Department of Pathology, Albert Einstein College of Medicine, Bronx, NY 10461, USA.
Eur J Immunol. 2012 Sep;42(9):2471-83. doi: 10.1002/eji.201142307. Epub 2012 Jul 13.
Anergy is induced in T cells as a consequence of a partial or suboptimal stimulation. Anergic T cells become unresponsive and fail to proliferate and produce cytokines. We had previously shown that in anergic CD4(+) T cells, Ikaros participates in the transcriptional repression of the Il2 gene by recruiting histone deacetylases that cause core histone deacetylation at the Il2 promoter. Here we show that deacetylation at the Il2 promoter is the initial step in a process that leads to the stable silencing of the Il2 gene transcription in anergic T cells. We have found that anergy-induced deacetylation of the Il2 promoter permits binding of the histone methyl-transferase Suv39H1, which trimethylates lysine-9 of histone H3 (Me3H3-K9). Furthermore, the establishment of the Me3H3-K9 mark allows the recruitment of the heterochromatin protein HP1, allowing the silenced Il2 loci to reposition close to heterochromatin-rich regions. Our results indicate that silencing of Il2 transcription in anergic T cells is attained through a series of epigenetic changes that involve the establishment of repressive marks and the subsequent nuclear repositioning of the Il2 loci, which become juxtaposed to transcriptionally silent regions. This mechanism may account for the stable nature of the inhibition of IL-2 production in anergic cells.

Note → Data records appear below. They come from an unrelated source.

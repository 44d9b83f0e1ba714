use async_trait::async_trait;
use chrono::{DateTime, Utc};
use sqlx::{PgPool, Postgres, Transaction};
use uuid::Uuid;

use skyway_core::models::{Booking, SalesRow};
use skyway_core::repository::BookingRepository;
use skyway_core::{CoreError, CoreResult};

use crate::database::{db_error, is_unique_violation};

/// Seat claims run as one transaction: a conditional `UPDATE seats ... WHERE
/// is_available` takes the row lock and flips the flag, then the booking is
/// inserted. A concurrent claimer blocks on the row lock and re-evaluates the
/// condition after commit, so it sees zero rows. The partial unique index on
/// live bookings backs this up.
pub struct PostgresBookingRepository {
    pool: PgPool,
}

impl PostgresBookingRepository {
    pub fn new(pool: PgPool) -> Self {
        Self { pool }
    }

    async fn booking_exists(&self, id: Uuid) -> CoreResult<bool> {
        let row: Option<(Uuid,)> = sqlx::query_as("SELECT id FROM bookings WHERE id = $1")
            .bind(id)
            .fetch_optional(&self.pool)
            .await
            .map_err(db_error)?;
        Ok(row.is_some())
    }

    /// Works out why the conditional update matched nothing.
    async fn explain_failed_claim(
        tx: &mut Transaction<'_, Postgres>,
        flight_id: Uuid,
        seat_number: &str,
    ) -> CoreResult<CoreError> {
        let seat: Option<(bool,)> = sqlx::query_as(
            "SELECT is_available FROM seats WHERE flight_id = $1 AND seat_number = $2",
        )
        .bind(flight_id)
        .bind(seat_number)
        .fetch_optional(&mut **tx)
        .await
        .map_err(db_error)?;

        if seat.is_some() {
            return Ok(CoreError::Conflict(format!("Seat {} is already taken", seat_number)));
        }

        let flight: Option<(Uuid,)> = sqlx::query_as("SELECT id FROM flights WHERE id = $1")
            .bind(flight_id)
            .fetch_optional(&mut **tx)
            .await
            .map_err(db_error)?;

        Ok(match flight {
            Some(_) => CoreError::ValidationError(format!("Seat {} does not exist on this flight", seat_number)),
            None => CoreError::NotFound(format!("Flight {} not found", flight_id)),
        })
    }
}

#[derive(sqlx::FromRow)]
struct BookingRow {
    id: Uuid,
    user_id: Uuid,
    flight_id: Uuid,
    seat_number: String,
    seat_class: String,
    status: String,
    price_amount: i32,
    price_currency: String,
    payment_reference: Option<String>,
    created_at: DateTime<Utc>,
    updated_at: DateTime<Utc>,
}

impl TryFrom<BookingRow> for Booking {
    type Error = CoreError;

    fn try_from(row: BookingRow) -> Result<Self, Self::Error> {
        Ok(Booking {
            id: row.id,
            user_id: row.user_id,
            flight_id: row.flight_id,
            seat_number: row.seat_number,
            seat_class: row.seat_class.parse()?,
            status: row.status.parse()?,
            price_amount: row.price_amount,
            price_currency: row.price_currency,
            payment_reference: row.payment_reference,
            created_at: row.created_at,
            updated_at: row.updated_at,
        })
    }
}

fn into_bookings(rows: Vec<BookingRow>) -> CoreResult<Vec<Booking>> {
    rows.into_iter().map(Booking::try_from).collect()
}

#[derive(sqlx::FromRow)]
struct SalesRecord {
    flight_id: Uuid,
    flight_number: String,
    confirmed_bookings: i64,
    total_revenue: i64,
    currency: String,
}

#[async_trait]
impl BookingRepository for PostgresBookingRepository {
    async fn claim_seat(&self, booking: &Booking) -> CoreResult<Booking> {
        let mut tx = self.pool.begin().await.map_err(db_error)?;

        let claimed: Option<(String,)> = sqlx::query_as(
            r#"
            UPDATE seats SET is_available = FALSE
            WHERE flight_id = $1 AND seat_number = $2 AND is_available
            RETURNING seat_class
            "#,
        )
        .bind(booking.flight_id)
        .bind(&booking.seat_number)
        .fetch_optional(&mut *tx)
        .await
        .map_err(db_error)?;

        let Some((seat_class,)) = claimed else {
            let err = Self::explain_failed_claim(&mut tx, booking.flight_id, &booking.seat_number).await?;
            tx.rollback().await.map_err(db_error)?;
            return Err(err);
        };

        let inserted: Result<BookingRow, sqlx::Error> = sqlx::query_as(
            r#"
            INSERT INTO bookings (id, user_id, flight_id, seat_number, seat_class, status, price_amount, price_currency, payment_reference, created_at, updated_at)
            VALUES ($1, $2, $3, $4, $5, $6, $7, $8, $9, $10, $11)
            RETURNING id, user_id, flight_id, seat_number, seat_class, status, price_amount, price_currency, payment_reference, created_at, updated_at
            "#,
        )
        .bind(booking.id)
        .bind(booking.user_id)
        .bind(booking.flight_id)
        .bind(&booking.seat_number)
        .bind(&seat_class)
        .bind(booking.status.as_str())
        .bind(booking.price_amount)
        .bind(&booking.price_currency)
        .bind(&booking.payment_reference)
        .bind(booking.created_at)
        .bind(booking.updated_at)
        .fetch_one(&mut *tx)
        .await;

        let row = match inserted {
            Ok(row) => row,
            Err(e) if is_unique_violation(&e) => {
                tx.rollback().await.map_err(db_error)?;
                return Err(CoreError::Conflict(format!("Seat {} is already booked", booking.seat_number)));
            }
            Err(e) => return Err(db_error(e)),
        };

        tx.commit().await.map_err(db_error)?;
        row.try_into()
    }

    async fn confirm_booking(&self, id: Uuid, payment_reference: &str) -> CoreResult<Booking> {
        let row: Option<BookingRow> = sqlx::query_as(
            r#"
            UPDATE bookings SET status = 'CONFIRMED', payment_reference = $2, updated_at = NOW()
            WHERE id = $1 AND status = 'PENDING'
            RETURNING id, user_id, flight_id, seat_number, seat_class, status, price_amount, price_currency, payment_reference, created_at, updated_at
            "#,
        )
        .bind(id)
        .bind(payment_reference)
        .fetch_optional(&self.pool)
        .await
        .map_err(db_error)?;

        match row {
            Some(row) => row.try_into(),
            None if self.booking_exists(id).await? => {
                Err(CoreError::Conflict(format!("Booking {} is no longer pending", id)))
            }
            None => Err(CoreError::NotFound(format!("Booking {} not found", id))),
        }
    }

    async fn cancel_booking(&self, id: Uuid) -> CoreResult<Booking> {
        let mut tx = self.pool.begin().await.map_err(db_error)?;

        let row: Option<BookingRow> = sqlx::query_as(
            r#"
            UPDATE bookings SET status = 'CANCELLED', updated_at = NOW()
            WHERE id = $1 AND status <> 'CANCELLED'
            RETURNING id, user_id, flight_id, seat_number, seat_class, status, price_amount, price_currency, payment_reference, created_at, updated_at
            "#,
        )
        .bind(id)
        .fetch_optional(&mut *tx)
        .await
        .map_err(db_error)?;

        let Some(row) = row else {
            tx.rollback().await.map_err(db_error)?;
            return if self.booking_exists(id).await? {
                Err(CoreError::Conflict(format!("Booking {} is already cancelled", id)))
            } else {
                Err(CoreError::NotFound(format!("Booking {} not found", id)))
            };
        };

        sqlx::query("UPDATE seats SET is_available = TRUE WHERE flight_id = $1 AND seat_number = $2")
            .bind(row.flight_id)
            .bind(&row.seat_number)
            .execute(&mut *tx)
            .await
            .map_err(db_error)?;

        tx.commit().await.map_err(db_error)?;
        row.try_into()
    }

    async fn get_booking(&self, id: Uuid) -> CoreResult<Option<Booking>> {
        let row: Option<BookingRow> = sqlx::query_as(
            r#"
            SELECT id, user_id, flight_id, seat_number, seat_class, status, price_amount, price_currency, payment_reference, created_at, updated_at
            FROM bookings WHERE id = $1
            "#,
        )
        .bind(id)
        .fetch_optional(&self.pool)
        .await
        .map_err(db_error)?;

        row.map(Booking::try_from).transpose()
    }

    async fn list_bookings_for_user(&self, user_id: Uuid) -> CoreResult<Vec<Booking>> {
        let rows: Vec<BookingRow> = sqlx::query_as(
            r#"
            SELECT id, user_id, flight_id, seat_number, seat_class, status, price_amount, price_currency, payment_reference, created_at, updated_at
            FROM bookings WHERE user_id = $1
            ORDER BY created_at DESC
            "#,
        )
        .bind(user_id)
        .fetch_all(&self.pool)
        .await
        .map_err(db_error)?;

        into_bookings(rows)
    }

    async fn list_bookings_for_flight(&self, flight_id: Uuid) -> CoreResult<Vec<Booking>> {
        let rows: Vec<BookingRow> = sqlx::query_as(
            r#"
            SELECT id, user_id, flight_id, seat_number, seat_class, status, price_amount, price_currency, payment_reference, created_at, updated_at
            FROM bookings WHERE flight_id = $1
            ORDER BY created_at
            "#,
        )
        .bind(flight_id)
        .fetch_all(&self.pool)
        .await
        .map_err(db_error)?;

        into_bookings(rows)
    }

    async fn release_expired_holds(&self, cutoff: DateTime<Utc>) -> CoreResult<Vec<Booking>> {
        // One statement: expire the bookings and free their seats together.
        let rows: Vec<BookingRow> = sqlx::query_as(
            r#"
            WITH expired AS (
                UPDATE bookings SET status = 'CANCELLED', updated_at = NOW()
                WHERE status = 'PENDING' AND created_at < $1
                RETURNING id, user_id, flight_id, seat_number, seat_class, status, price_amount, price_currency, payment_reference, created_at, updated_at
            ), released AS (
                UPDATE seats s SET is_available = TRUE
                FROM expired e
                WHERE s.flight_id = e.flight_id AND s.seat_number = e.seat_number
            )
            SELECT * FROM expired
            "#,
        )
        .bind(cutoff)
        .fetch_all(&self.pool)
        .await
        .map_err(db_error)?;

        into_bookings(rows)
    }

    async fn sales_report(&self) -> CoreResult<Vec<SalesRow>> {
        let rows: Vec<SalesRecord> = sqlx::query_as(
            r#"
            SELECT f.id AS flight_id,
                   f.flight_number,
                   COUNT(b.id) AS confirmed_bookings,
                   COALESCE(SUM(b.price_amount), 0)::BIGINT AS total_revenue,
                   f.price_currency AS currency
            FROM bookings b
            JOIN flights f ON f.id = b.flight_id
            WHERE b.status = 'CONFIRMED'
            GROUP BY f.id, f.flight_number, f.price_currency
            ORDER BY total_revenue DESC, f.flight_number
            "#,
        )
        .fetch_all(&self.pool)
        .await
        .map_err(db_error)?;

        Ok(rows
            .into_iter()
            .map(|r| SalesRow {
                flight_id: r.flight_id,
                flight_number: r.flight_number,
                confirmed_bookings: r.confirmed_bookings,
                total_revenue: r.total_revenue,
                currency: r.currency,
            })
            .collect())
    }
}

无能是由于部分或不完全刺激导致 T 细胞产生的。无能的 T 细胞变得无反应,无法增殖和产生细胞因子。我们之前曾表明,在无能的 CD4(+) T 细胞中,Ikaros 通过招募组蛋白去乙酰化酶参与 Il2 基因的转录抑制,导致 Il2 启动子核心组蛋白去乙酰化。在这里,我们表明 Il2 启动子的去乙酰化是导致无能 T 细胞中 Il2 基因转录稳定沉默的过程中的初始步骤。我们发现,无能诱导的 Il2 启动子去乙酰化允许组蛋白甲基转移酶 Suv39H1 结合,该酶将组蛋白 H3 的赖氨酸-9 三甲基化 (Me3H3-K9)。此外,Me3H3-K9 标记的建立允许异染色质蛋白 HP1 的募集,允许沉默的 Il2 基因座重新定位到富含异染色质的区域附近。我们的结果表明,无能 T 细胞中 Il2 转录的沉默是通过一系列涉及建立抑制性标记和随后 Il2 基因座的核重新定位的表观遗传变化实现的,这些变化与转录沉默区域并置。这种机制可能解释了无能细胞中 IL-2 产生抑制的稳定性。